> [Saved entries]
● ● ● ● ●

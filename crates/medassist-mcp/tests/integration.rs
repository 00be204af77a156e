//! Integration tests for the blocking MCP client.
//!
//! These tests drive the mock MCP server binary through the full protocol flow.

use medassist_mcp::{Framing, McpError, ServerParameters, SyncMcpClient, with_client};
use serde_json::{Map, Value, json};

fn mock_server() -> ServerParameters {
    ServerParameters::new("mock", env!("CARGO_BIN_EXE_mock-mcp-server"))
}

fn args(value: Value) -> Map<String, Value> {
    match value {
        Value::Object(map) => map,
        other => panic!("expected object, got {other}"),
    }
}

#[test]
fn test_open_and_handshake() {
    let mut client = SyncMcpClient::new(mock_server());
    assert!(!client.is_open());

    let info = client.open().expect("Failed to open").clone();
    assert_eq!(info.name, "mock-mcp-server");
    assert_eq!(info.version, "1.0.0");
    assert!(client.is_open());

    // Second open is a no-op
    let again = client.open().expect("Second open failed");
    assert_eq!(again.name, info.name);

    client.close().expect("Failed to close");
}

#[test]
fn test_close_is_idempotent() {
    let mut client = SyncMcpClient::connect(mock_server()).expect("Failed to connect");
    client.close().expect("First close failed");
    assert!(!client.is_open());
    client.close().expect("Second close failed");
    assert!(!client.is_open());
    assert!(client.server_info().is_none());
}

#[cfg(target_os = "linux")]
#[test]
fn test_close_leaves_no_server_process() {
    let mut client = SyncMcpClient::connect(mock_server()).expect("Failed to connect");
    let pid = client.process_id().expect("open client has a server pid");
    let proc_dir = std::path::PathBuf::from(format!("/proc/{}", pid));
    assert!(proc_dir.exists());

    client.close().expect("Failed to close");
    assert!(client.process_id().is_none());
    assert!(!proc_dir.exists(), "server process {} still running", pid);
}

#[test]
fn test_list_tools_in_server_order() {
    let client = SyncMcpClient::connect(mock_server()).expect("Failed to connect");
    let tools = client.list_tools().expect("Failed to list tools");

    let names: Vec<&str> = tools.iter().map(|t| t.name.as_str()).collect();
    assert_eq!(
        names,
        vec![
            "lookup_price",
            "list_tables",
            "search_generics",
            "no_text",
            "fail",
            "crash"
        ]
    );

    let lookup = &tools[0];
    assert_eq!(
        lookup.description.as_deref(),
        Some("Look up the retail price of a drug")
    );
    assert_eq!(
        lookup.input_schema.as_ref().unwrap()["required"],
        json!(["drug"])
    );
    assert!(tools[1].input_schema.is_none());
}

#[test]
fn test_invoker_returns_first_text() {
    let client = SyncMcpClient::connect(mock_server()).expect("Failed to connect");
    let lookup = client.invoker("lookup_price").expect("Failed to create invoker");

    let text = lookup
        .invoke(&args(json!({"drug": "Paracetamol"})))
        .expect("Invoke failed");
    assert_eq!(text, "Paracetamol 500mg: 25.00 INR per strip of 10");

    let generics = client.invoker("search_generics").unwrap();
    let text = generics
        .invoke(&args(json!({"brand": "Crocin", "limit": 2})))
        .unwrap();
    assert_eq!(text, "2 generics for Crocin");
}

#[test]
fn test_call_tool_returns_full_result() {
    let client = SyncMcpClient::connect(mock_server()).expect("Failed to connect");
    let result = client
        .call_tool("list_tables", None)
        .expect("Failed to call tool");
    assert!(!result.is_error());
    assert_eq!(result.first_text(), Some("drugs, prices, manufacturers"));
}

#[test]
fn test_invoke_without_text_content_is_tool_error() {
    let client = SyncMcpClient::connect(mock_server()).expect("Failed to connect");
    let err = client
        .invoker("no_text")
        .unwrap()
        .invoke(&Map::new())
        .unwrap_err();
    match err {
        McpError::ToolExecution { tool, message } => {
            assert_eq!(tool, "no_text");
            assert!(message.contains("no text"));
        }
        other => panic!("expected ToolExecution, got {:?}", other),
    }
}

#[test]
fn test_invoke_error_result_is_tool_error() {
    let client = SyncMcpClient::connect(mock_server()).expect("Failed to connect");
    let err = client.invoker("fail").unwrap().invoke(&Map::new()).unwrap_err();
    match err {
        McpError::ToolExecution { tool, message } => {
            assert_eq!(tool, "fail");
            assert_eq!(message, "catalogue unavailable");
        }
        other => panic!("expected ToolExecution, got {:?}", other),
    }

    // The session survives a failed tool
    assert!(client.list_tools().is_ok());
}

#[test]
fn test_json_rpc_error_on_call_is_tool_error() {
    let client = SyncMcpClient::connect(mock_server()).expect("Failed to connect");

    let err = client.call_tool("reject", None).unwrap_err();
    assert!(matches!(err, McpError::ServerError { code: -32602, .. }));

    let err = client.invoker("reject").unwrap().invoke(&Map::new()).unwrap_err();
    match err {
        McpError::ToolExecution { tool, message } => {
            assert_eq!(tool, "reject");
            assert!(message.contains("catalogue rejected the call"));
        }
        other => panic!("expected ToolExecution, got {:?}", other),
    }

    assert_eq!(client.list_tools().unwrap().len(), 6);
}

#[test]
fn test_invoker_after_close_is_not_connected() {
    let mut client = SyncMcpClient::connect(mock_server()).expect("Failed to connect");
    let lookup = client.invoker("lookup_price").unwrap();
    client.close().unwrap();

    let err = lookup
        .invoke(&args(json!({"drug": "Paracetamol"})))
        .unwrap_err();
    assert!(matches!(err, McpError::NotConnected));
    assert!(matches!(client.list_tools(), Err(McpError::NotConnected)));
    assert!(matches!(
        client.invoker("lookup_price"),
        Err(McpError::NotConnected)
    ));
}

#[test]
fn test_reopen_after_close() {
    let mut client = SyncMcpClient::connect(mock_server()).expect("Failed to connect");
    client.close().unwrap();
    client.open().expect("Reopen failed");
    assert!(client.is_open());
    assert_eq!(client.list_tools().unwrap().len(), 6);
}

#[test]
fn test_invoker_usable_from_another_thread() {
    let client = SyncMcpClient::connect(mock_server()).expect("Failed to connect");
    let lookup = client.invoker("lookup_price").unwrap();

    let handle = std::thread::spawn(move || lookup.invoke(&args(json!({"drug": "Ibuprofen"}))));
    let text = handle.join().unwrap().unwrap();
    assert_eq!(text, "No price found for Ibuprofen");
}

#[test]
fn test_interleaved_notifications_are_skipped() {
    let params = mock_server().with_arg("--chatty");
    let client = SyncMcpClient::connect(params).expect("Failed to connect");
    assert_eq!(client.list_tools().unwrap().len(), 6);
    let text = client
        .invoker("lookup_price")
        .unwrap()
        .invoke(&args(json!({"drug": "paracetamol"})))
        .unwrap();
    assert!(text.starts_with("Paracetamol"));
}

#[test]
fn test_content_length_framing() {
    let params = mock_server()
        .with_arg("--content-length")
        .with_framing(Framing::ContentLength);
    let client = SyncMcpClient::connect(params).expect("Failed to connect");
    assert_eq!(
        client.server_info().map(|i| i.name.as_str()),
        Some("mock-mcp-server")
    );
    assert_eq!(client.list_tools().unwrap().len(), 6);
}

#[test]
fn test_rejected_initialize_is_handshake_error() {
    let params = mock_server().with_arg("--reject-initialize");
    let err = SyncMcpClient::connect(params).unwrap_err();
    assert!(matches!(err, McpError::Handshake(_)));
    assert!(err.is_connection_error());
}

#[test]
fn test_missing_binary_is_spawn_error() {
    let params = ServerParameters::new("missing", "/nonexistent/mcp-server");
    let err = SyncMcpClient::connect(params).unwrap_err();
    assert!(matches!(err, McpError::SpawnFailed(_)));
    assert!(err.is_connection_error());
}

#[test]
fn test_server_crash_then_close() {
    let mut client = SyncMcpClient::connect(mock_server()).expect("Failed to connect");
    let crash = client.invoker("crash").unwrap();

    let err = crash.invoke(&Map::new()).unwrap_err();
    assert!(
        matches!(err, McpError::ConnectionClosed | McpError::Io(_)),
        "unexpected error: {:?}",
        err
    );

    // Teardown after a failure still releases everything
    let _ = client.close();
    assert!(!client.is_open());
}

#[test]
fn test_reopen_after_server_crash() {
    let mut client = SyncMcpClient::connect(mock_server()).expect("Failed to connect");
    let first_pid = client.process_id();
    let _ = client.invoker("crash").unwrap().invoke(&Map::new());

    // The dead session still looks open until it is closed
    assert!(client.is_open());
    assert!(client.list_tools().is_err());

    let _ = client.close();
    client.open().expect("Reopen failed");
    assert_ne!(client.process_id(), first_pid);
    assert_eq!(client.list_tools().unwrap().len(), 6);
}

#[test]
fn test_with_client_closes_after_use() {
    let count = with_client(mock_server(), |client| {
        client.list_tools().map(|tools| tools.len())
    })
    .expect("with_client failed");
    assert_eq!(count, 6);
}

#[test]
fn test_with_client_returns_callback_error() {
    let err = with_client(mock_server(), |client| {
        client.invoker("fail")?.invoke(&Map::new())
    })
    .unwrap_err();
    assert!(matches!(err, McpError::ToolExecution { .. }));
}

#[test]
fn test_drop_closes_client() {
    let lookup = {
        let client = SyncMcpClient::connect(mock_server()).expect("Failed to connect");
        client.invoker("lookup_price").unwrap()
    };
    assert!(matches!(
        lookup.invoke(&Map::new()),
        Err(McpError::NotConnected)
    ));
}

● ● ● ● ●

> [EXERCISE DIRECTIONS]
Using the records above, copy each line that contains "exists".

> [TASK SOLUTION]
    assert!(proc_dir.exists());
    assert!(!proc_dir.exists(), "server process {} still running", pid);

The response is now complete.